The woman with the extremely rare condition that causes thick calluses to grow on the bottoms of her feet was on again last night. The ones that Dr. Sarah had removed grew back even worse than before so she tried a different approach this time. She cut off the calluses and then attached skin grafts hoping that normal tissue would grow where the calluses were. I hope it works. The poor woman basically has to crawl around her house on hands and knees because walking is just too painful for her to manage.

That was an awful affliction, wasn't it.  At the end, when she showed Dr. Sarah her healed feet, it looked to me as if the horny calluses were growing back, right through the mesh of transplanted skin.  As I watched that poor woman crawl around her home, I wondered if it wouldn't be better for her to have below the knee amputations and to be fitted with prosthetic lower legs and feet.

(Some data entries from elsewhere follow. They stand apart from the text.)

//! CLI integration tests for every subcommand.
//!
//! Uses `assert_cmd` to spawn the `adaptivecards` binary and verify exit
//! codes, stdout content, and stderr content. Commands run from the
//! workspace root so fixture paths resolve.

use assert_cmd::cargo::cargo_bin_cmd;
use assert_cmd::Command;
use predicates::prelude::*;
use std::fs;
use std::path::{Path, PathBuf};
use tempfile::TempDir;

/// Locate the workspace root by walking up from CARGO_MANIFEST_DIR.
fn workspace_root() -> PathBuf {
    let manifest_dir = Path::new(env!("CARGO_MANIFEST_DIR"));
    // crates/cli -> workspace root is two levels up
    manifest_dir
        .parent()
        .and_then(|p| p.parent())
        .expect("workspace root")
        .to_path_buf()
}

fn adaptivecards() -> Command {
    let mut cmd = cargo_bin_cmd!("adaptivecards");
    cmd.current_dir(workspace_root());
    cmd.env_remove("RUST_LOG");
    cmd
}

fn write_card(dir: &TempDir, name: &str, contents: &str) -> PathBuf {
    let path = dir.path().join(name);
    fs::write(&path, contents).unwrap();
    path
}

// ──────────────────────────────────────────────
// 1. Help and version
// ──────────────────────────────────────────────

#[test]
fn help_exits_0_with_description() {
    adaptivecards()
        .arg("--help")
        .assert()
        .success()
        .stdout(predicate::str::contains(
            "Parse, normalize and validate Adaptive Card elements",
        ));
}

#[test]
fn version_exits_0() {
    adaptivecards()
        .arg("--version")
        .assert()
        .success()
        .stdout(predicate::str::contains("adaptivecards"));
}

// ──────────────────────────────────────────────
// 2. Parse
// ──────────────────────────────────────────────

#[test]
fn parse_lists_elements() {
    adaptivecards()
        .args(["parse", "fixtures/positive/date_input.json"])
        .assert()
        .success()
        .stdout(predicate::str::contains("Input.Date id=dueDate"));
}

#[test]
fn parse_json_output_contains_all_elements() {
    let output = adaptivecards()
        .args(["--output", "json", "parse", "fixtures/positive/expense_form.json"])
        .output()
        .unwrap();
    assert!(output.status.success());

    let json: serde_json::Value = serde_json::from_slice(&output.stdout).unwrap();
    let elements = json["elements"].as_array().unwrap();
    assert_eq!(elements.len(), 6);
    assert_eq!(elements[0]["type"], "Input.Text");
    assert_eq!(elements[5]["valueOn"], "yes");
    assert_eq!(json["warnings"], serde_json::json!([]));
}

#[test]
fn parse_reports_warnings_on_stderr() {
    adaptivecards()
        .args(["parse", "fixtures/warnings/lenient_values.json"])
        .assert()
        .success()
        .stdout(predicate::str::contains("Media"))
        .stderr(predicate::str::contains(
            "warning: Unknown element type 'Media'",
        ));
}

#[test]
fn parse_quiet_suppresses_warnings() {
    adaptivecards()
        .args(["--quiet", "parse", "fixtures/warnings/lenient_values.json"])
        .assert()
        .success()
        .stderr(predicate::str::is_empty());
}

#[test]
fn parse_invalid_json_exits_1() {
    adaptivecards()
        .args(["--output", "json", "parse", "fixtures/negative/truncated.json"])
        .assert()
        .failure()
        .code(1)
        .stderr(predicate::str::contains("invalidJson"));
}

#[test]
fn parse_missing_file_exits_1() {
    adaptivecards()
        .args(["parse", "fixtures/positive/does_not_exist.json"])
        .assert()
        .failure()
        .stderr(predicate::str::contains("error reading file"));
}

// ──────────────────────────────────────────────
// 3. Normalize
// ──────────────────────────────────────────────

#[test]
fn normalize_drops_defaults_and_canonicalizes_enums() {
    let dir = TempDir::new().unwrap();
    let path = write_card(
        &dir,
        "card.json",
        r#"{"type": "Input.Date", "id": "d", "spacing": "MEDIUM", "separator": false, "isVisible": true, "min": ""}"#,
    );

    let output = adaptivecards()
        .arg("normalize")
        .arg(&path)
        .output()
        .unwrap();
    assert!(output.status.success());

    let json: serde_json::Value = serde_json::from_slice(&output.stdout).unwrap();
    assert_eq!(
        json,
        serde_json::json!({"type": "Input.Date", "id": "d", "spacing": "medium"})
    );
}

#[test]
fn normalize_keeps_array_shape() {
    let output = adaptivecards()
        .args(["normalize", "fixtures/positive/preserved_properties.json"])
        .output()
        .unwrap();
    assert!(output.status.success());

    let json: serde_json::Value = serde_json::from_slice(&output.stdout).unwrap();
    assert_eq!(json.as_array().map(Vec::len), Some(2));
    assert_eq!(json[0]["x-host-hint"]["calendar"], "gregorian");
    assert_eq!(json[1]["type"], "Rating");
}

// ──────────────────────────────────────────────
// 4. Validate
// ──────────────────────────────────────────────

#[test]
fn validate_positive_fixture_exits_0() {
    adaptivecards()
        .args(["validate", "--schema", "fixtures/positive/expense_form.json"])
        .assert()
        .success()
        .stdout(predicate::str::contains("valid (6 elements)"));
}

#[test]
fn validate_missing_id_exits_1() {
    adaptivecards()
        .args(["validate", "fixtures/negative/missing_id.json"])
        .assert()
        .failure()
        .code(1)
        .stderr(predicate::str::contains("Property is required"));
}

#[test]
fn validate_warnings_pass_unless_strict() {
    adaptivecards()
        .args(["validate", "fixtures/warnings/lenient_values.json"])
        .assert()
        .success();

    adaptivecards()
        .args(["validate", "--strict", "fixtures/warnings/lenient_values.json"])
        .assert()
        .failure()
        .stderr(predicate::str::contains("strict: Unknown element type 'Media'"));
}

#[test]
fn validate_schema_flags_malformed_date() {
    let dir = TempDir::new().unwrap();
    let path = write_card(
        &dir,
        "card.json",
        r#"{"type": "Input.Date", "id": "d", "value": "tomorrow"}"#,
    );

    adaptivecards()
        .args(["validate", "--schema"])
        .arg(&path)
        .assert()
        .failure()
        .stderr(predicate::str::contains("schema: Input.Date 'd'"));
}

#[test]
fn validate_json_output_reports_valid() {
    let output = adaptivecards()
        .args(["--output", "json", "validate", "fixtures/positive/date_input.json"])
        .output()
        .unwrap();
    assert!(output.status.success());

    let json: serde_json::Value = serde_json::from_slice(&output.stdout).unwrap();
    assert_eq!(json["valid"], true);
    assert_eq!(json["elements"], 1);
}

As I understood it, and I could easily have mis-heard, this is an auto-immune situation; in other words, it's not something that can just be cut off--it's part of her system to over-grow skin on her feet, leading to the calluses.  If that's the case, it seems to me (and I'm not a doctor--I just watch them on tv) that amputation might be the best and really only way to go to give this woman permanent relief.

Well, I got off my duff and looked Olmstead Syndrome up on the NIH website.  Here's what they have to say about how you get it:

Olmsted syndrome is caused by genetic changes (DNA variants) in the TRPV3 and the MBTPS2 gene. Many different forms of inheritance have been reported, although many cases of Olmsted syndrome are sporadic (a new case in a family). Diagnosis is based on the symptoms, and genetic testing can be helpful.

So it's not auto-immune, but it is the result of genetic mutation, so it would still not be something you can just cut off.  Gene therapy, which is it seems as million  years away, could probably treat this awful condition.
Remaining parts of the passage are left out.